Malawi Red Cross Society (MRCS) and Police on Thursday rescued dozens of screaming passengers when Central East African Railways (Cear) conducted a fire simulation exercise in Lirangwe, Blantyre.
It sounds like something from a blockbuster thriller, but the huge emergency response was part of an elaborate drill to test their emergency system and response time of service departments such as the fire department, the Malawi Police Service (MPS), medical services and the community.
“It was a deliberate thing, we wanted to test our emergency system,” said Cear spokesman Chisomo Mwamadi.

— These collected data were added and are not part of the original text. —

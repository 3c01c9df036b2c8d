//! Chart Plotter Module
//! Adapts bound chart descriptions to egui_plot widgets. The host runtime
//! does the actual pixel work; nothing here mutates the descriptions.

use crate::charts::{ChartKind, ChartSpec};
use crate::config::{MapViewConfig, ThemeConfig};
use egui::Color32;
use egui_plot::{Bar, BarChart, Line, Plot, PlotPoints, Points};

/// Intensity ramp endpoints for the map markers (0 and 100).
const RAMP_LOW: Color32 = Color32::from_rgb(254, 224, 210);
const RAMP_HIGH: Color32 = Color32::from_rgb(153, 0, 13);

/// Draws chart descriptions with egui_plot.
pub struct ChartPlotter;

impl ChartPlotter {
    /// Dispatch a chart description to the matching plot routine.
    pub fn draw(ui: &mut egui::Ui, spec: &ChartSpec, theme: &ThemeConfig, map: &MapViewConfig) {
        match spec.kind {
            ChartKind::Line => Self::draw_line(ui, spec, theme),
            ChartKind::Bar => Self::draw_bar(ui, spec, theme),
            ChartKind::GeoScatter => Self::draw_geo(ui, spec, theme, map),
        }
    }

    /// Map an intensity in 0..=100 onto the red ramp.
    pub fn ramp_color(intensity: f64) -> Color32 {
        let t = (intensity / 100.0).clamp(0.0, 1.0) as f32;
        let lerp = |a: u8, b: u8| (a as f32 + (b as f32 - a as f32) * t).round() as u8;
        Color32::from_rgb(
            lerp(RAMP_LOW.r(), RAMP_HIGH.r()),
            lerp(RAMP_LOW.g(), RAMP_HIGH.g()),
            lerp(RAMP_LOW.b(), RAMP_HIGH.b()),
        )
    }

    fn draw_line(ui: &mut egui::Ui, spec: &ChartSpec, theme: &ThemeConfig) {
        let labels = spec.point_labels();
        let color = theme.accent_color();

        Plot::new(format!("line_{}", spec.title))
            .height(theme.chart_height)
            .allow_zoom(false)
            .allow_drag(false)
            .allow_scroll(false)
            .x_axis_label(spec.x_label.clone())
            .y_axis_label(spec.y_label.clone())
            .x_axis_formatter(move |mark, _range| {
                let idx = mark.value.round() as usize;
                if idx < labels.len() {
                    labels[idx].clone()
                } else {
                    String::new()
                }
            })
            .show(ui, |plot_ui| {
                let coords: Vec<[f64; 2]> = spec.points.iter().map(|p| [p.x, p.y]).collect();

                plot_ui.line(
                    Line::new(PlotPoints::from_iter(coords.iter().copied()))
                        .color(color)
                        .width(2.0)
                        .name(&spec.title),
                );
                plot_ui.points(
                    Points::new(PlotPoints::from_iter(coords.iter().copied()))
                        .radius(3.0)
                        .color(color),
                );
            });
    }

    fn draw_bar(ui: &mut egui::Ui, spec: &ChartSpec, theme: &ThemeConfig) {
        let labels = spec.point_labels();
        let color = theme.accent_color();

        Plot::new(format!("bar_{}", spec.title))
            .height(theme.chart_height)
            .allow_zoom(false)
            .allow_drag(false)
            .allow_scroll(false)
            .x_axis_label(spec.x_label.clone())
            .y_axis_label(spec.y_label.clone())
            .x_axis_formatter(move |mark, _range| {
                let idx = mark.value.round() as usize;
                if idx < labels.len() {
                    labels[idx].clone()
                } else {
                    String::new()
                }
            })
            .show(ui, |plot_ui| {
                let bars: Vec<Bar> = spec
                    .points
                    .iter()
                    .map(|p| Bar::new(p.x, p.y).width(0.6).name(&p.hover))
                    .collect();

                plot_ui.bar_chart(
                    BarChart::new(bars)
                        .color(color.gamma_multiply(0.85))
                        .name(&spec.title),
                );
            });
    }

    /// Marker map over a fixed lon/lat viewport. One point group per region
    /// so each marker keeps its own size, ramp color, and hover name.
    fn draw_geo(ui: &mut egui::Ui, spec: &ChartSpec, theme: &ThemeConfig, map: &MapViewConfig) {
        Plot::new(format!("geo_{}", spec.title))
            .height(theme.chart_height)
            .allow_zoom(false)
            .allow_drag(false)
            .allow_scroll(false)
            .x_axis_label(spec.x_label.clone())
            .y_axis_label(spec.y_label.clone())
            .include_x(map.lon_min)
            .include_x(map.lon_max)
            .include_y(map.lat_min)
            .include_y(map.lat_max)
            .label_formatter(|name, value| {
                if name.is_empty() {
                    format!("{:.1}, {:.1}", value.x, value.y)
                } else {
                    name.to_string()
                }
            })
            .show(ui, |plot_ui| {
                for point in &spec.points {
                    let Some(marker) = point.marker else {
                        continue;
                    };
                    plot_ui.points(
                        Points::new(vec![[point.x, point.y]])
                            .radius(marker.size * 0.5)
                            .color(Self::ramp_color(marker.intensity))
                            .name(&point.hover),
                    );
                }
            });
    }
}

#[cfg(test)]
mod tests {
    use super::*;

    #[test]
    fn ramp_tracks_intensity_linearly() {
        assert_eq!(ChartPlotter::ramp_color(0.0), RAMP_LOW);
        assert_eq!(ChartPlotter::ramp_color(100.0), RAMP_HIGH);

        let mid = ChartPlotter::ramp_color(50.0);
        assert!(RAMP_HIGH.r() <= mid.r() && mid.r() <= RAMP_LOW.r());
        assert!(RAMP_HIGH.g() <= mid.g() && mid.g() <= RAMP_LOW.g());
    }

    #[test]
    fn ramp_clamps_out_of_band_intensity() {
        assert_eq!(ChartPlotter::ramp_color(-10.0), ChartPlotter::ramp_color(0.0));
        assert_eq!(
            ChartPlotter::ramp_color(250.0),
            ChartPlotter::ramp_color(100.0)
        );
    }
}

“This kind of exercise demonstrates that should a terrible accident ever happen for real, service providers are ready to respond in the most efficient and effective way possible,” he said.

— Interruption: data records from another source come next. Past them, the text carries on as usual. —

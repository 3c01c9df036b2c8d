//! Data module - static sample datasets

mod cards;
mod samples;

pub use cards::{top_headlines, NewsCard};
pub use samples::{
    articles_per_month, monthly_ratings, region_intensity, sentiment_trend, MONTH_LABELS,
};
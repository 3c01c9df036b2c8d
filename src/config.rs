//! Dashboard Configuration
//!
//! One immutable configuration value built in `main` and handed to the app
//! once at startup: window geometry, theme colors, and the map viewport.

use egui::Color32;
use serde::Deserialize;

/// Top-level configuration structure
#[derive(Debug, Clone, Default, Deserialize)]
pub struct DashboardConfig {
    #[serde(default)]
    pub window: WindowConfig,

    #[serde(default)]
    pub theme: ThemeConfig,

    #[serde(default)]
    pub map: MapViewConfig,
}

/// Window geometry and title
#[derive(Debug, Clone, Deserialize)]
pub struct WindowConfig {
    #[serde(default = "default_title")]
    pub title: String,

    #[serde(default = "default_window_size")]
    pub size: [f32; 2],

    #[serde(default = "default_min_window_size")]
    pub min_size: [f32; 2],
}

fn default_title() -> String {
    "The Hacker News — Top #1 Dashboard".to_string()
}

fn default_window_size() -> [f32; 2] {
    [1400.0, 800.0]
}

fn default_min_window_size() -> [f32; 2] {
    [1200.0, 700.0]
}

impl Default for WindowConfig {
    fn default() -> Self {
        Self {
            title: default_title(),
            size: default_window_size(),
            min_size: default_min_window_size(),
        }
    }
}

/// Colors and fixed widget dimensions
#[derive(Debug, Clone, Deserialize)]
pub struct ThemeConfig {
    /// Header banner fill
    #[serde(default = "default_header_rgb")]
    pub header_rgb: [u8; 3],

    /// Series marks and accents
    #[serde(default = "default_accent_rgb")]
    pub accent_rgb: [u8; 3],

    /// Headline card border
    #[serde(default = "default_card_border_rgb")]
    pub card_border_rgb: [u8; 3],

    #[serde(default = "default_chart_height")]
    pub chart_height: f32,

    #[serde(default = "default_card_image_height")]
    pub card_image_height: f32,
}

fn default_header_rgb() -> [u8; 3] {
    [30, 58, 138]
}

fn default_accent_rgb() -> [u8; 3] {
    [59, 130, 246]
}

fn default_card_border_rgb() -> [u8; 3] {
    [90, 98, 112]
}

fn default_chart_height() -> f32 {
    260.0
}

fn default_card_image_height() -> f32 {
    140.0
}

impl Default for ThemeConfig {
    fn default() -> Self {
        Self {
            header_rgb: default_header_rgb(),
            accent_rgb: default_accent_rgb(),
            card_border_rgb: default_card_border_rgb(),
            chart_height: default_chart_height(),
            card_image_height: default_card_image_height(),
        }
    }
}

impl ThemeConfig {
    pub fn header_color(&self) -> Color32 {
        rgb(self.header_rgb)
    }

    pub fn accent_color(&self) -> Color32 {
        rgb(self.accent_rgb)
    }

    pub fn card_border_color(&self) -> Color32 {
        rgb(self.card_border_rgb)
    }
}

fn rgb(c: [u8; 3]) -> Color32 {
    Color32::from_rgb(c[0], c[1], c[2])
}

/// Fixed lon/lat viewport for the intensity map
#[derive(Debug, Clone, Copy, Deserialize)]
pub struct MapViewConfig {
    #[serde(default = "default_lon_min")]
    pub lon_min: f64,

    #[serde(default = "default_lon_max")]
    pub lon_max: f64,

    #[serde(default = "default_lat_min")]
    pub lat_min: f64,

    #[serde(default = "default_lat_max")]
    pub lat_max: f64,
}

fn default_lon_min() -> f64 {
    68.0
}

fn default_lon_max() -> f64 {
    98.0
}

fn default_lat_min() -> f64 {
    6.0
}

fn default_lat_max() -> f64 {
    38.0
}

impl Default for MapViewConfig {
    fn default() -> Self {
        Self {
            lon_min: default_lon_min(),
            lon_max: default_lon_max(),
            lat_min: default_lat_min(),
            lat_max: default_lat_max(),
        }
    }
}

#[cfg(test)]
mod tests {
    use super::*;

    #[test]
    fn defaults_are_sane() {
        let config = DashboardConfig::default();
        assert!(!config.window.title.is_empty());
        assert!(config.window.size[0] >= config.window.min_size[0]);
        assert!(config.theme.chart_height > 0.0);
        assert!(config.map.lon_min < config.map.lon_max);
        assert!(config.map.lat_min < config.map.lat_max);
    }

    #[test]
    fn empty_document_deserializes_to_defaults() {
        let config: DashboardConfig = serde_json::from_str("{}").unwrap();
        let defaults = DashboardConfig::default();
        assert_eq!(config.window.title, defaults.window.title);
        assert_eq!(config.theme.accent_rgb, defaults.theme.accent_rgb);
        assert_eq!(config.map.lat_max, defaults.map.lat_max);
    }
}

The exercise marks the first time the Red Cross and Police have enacted a live-action with the Red Cross responding after 20 minutes and the police arrived after 23 minutes.
The St John Ambulance arrived after 34 minutes while the fire department were the last to respond and arrived 38 minutes later.
Cear’s general manager for human rights, health, safety, environment, community and communications Titus Mtonyo said the exercise was a success as the services reacted within the expected time frame.
“We called for the services and from Blantyre to Lirangwe the first response arrived in 20 minutes and the community was also very cooperative and we are happy and those we hired to simulate acted in a more natural manner,” he said.
Lirangwe became the scene of a mock-accident and photos were circulating on social media, prompting Cear to clarify that it was a drill.
It was designed to test every phase of the emergency services’ effectiveness – from the moment an incident is reported, to the conclusion of a rescue operation.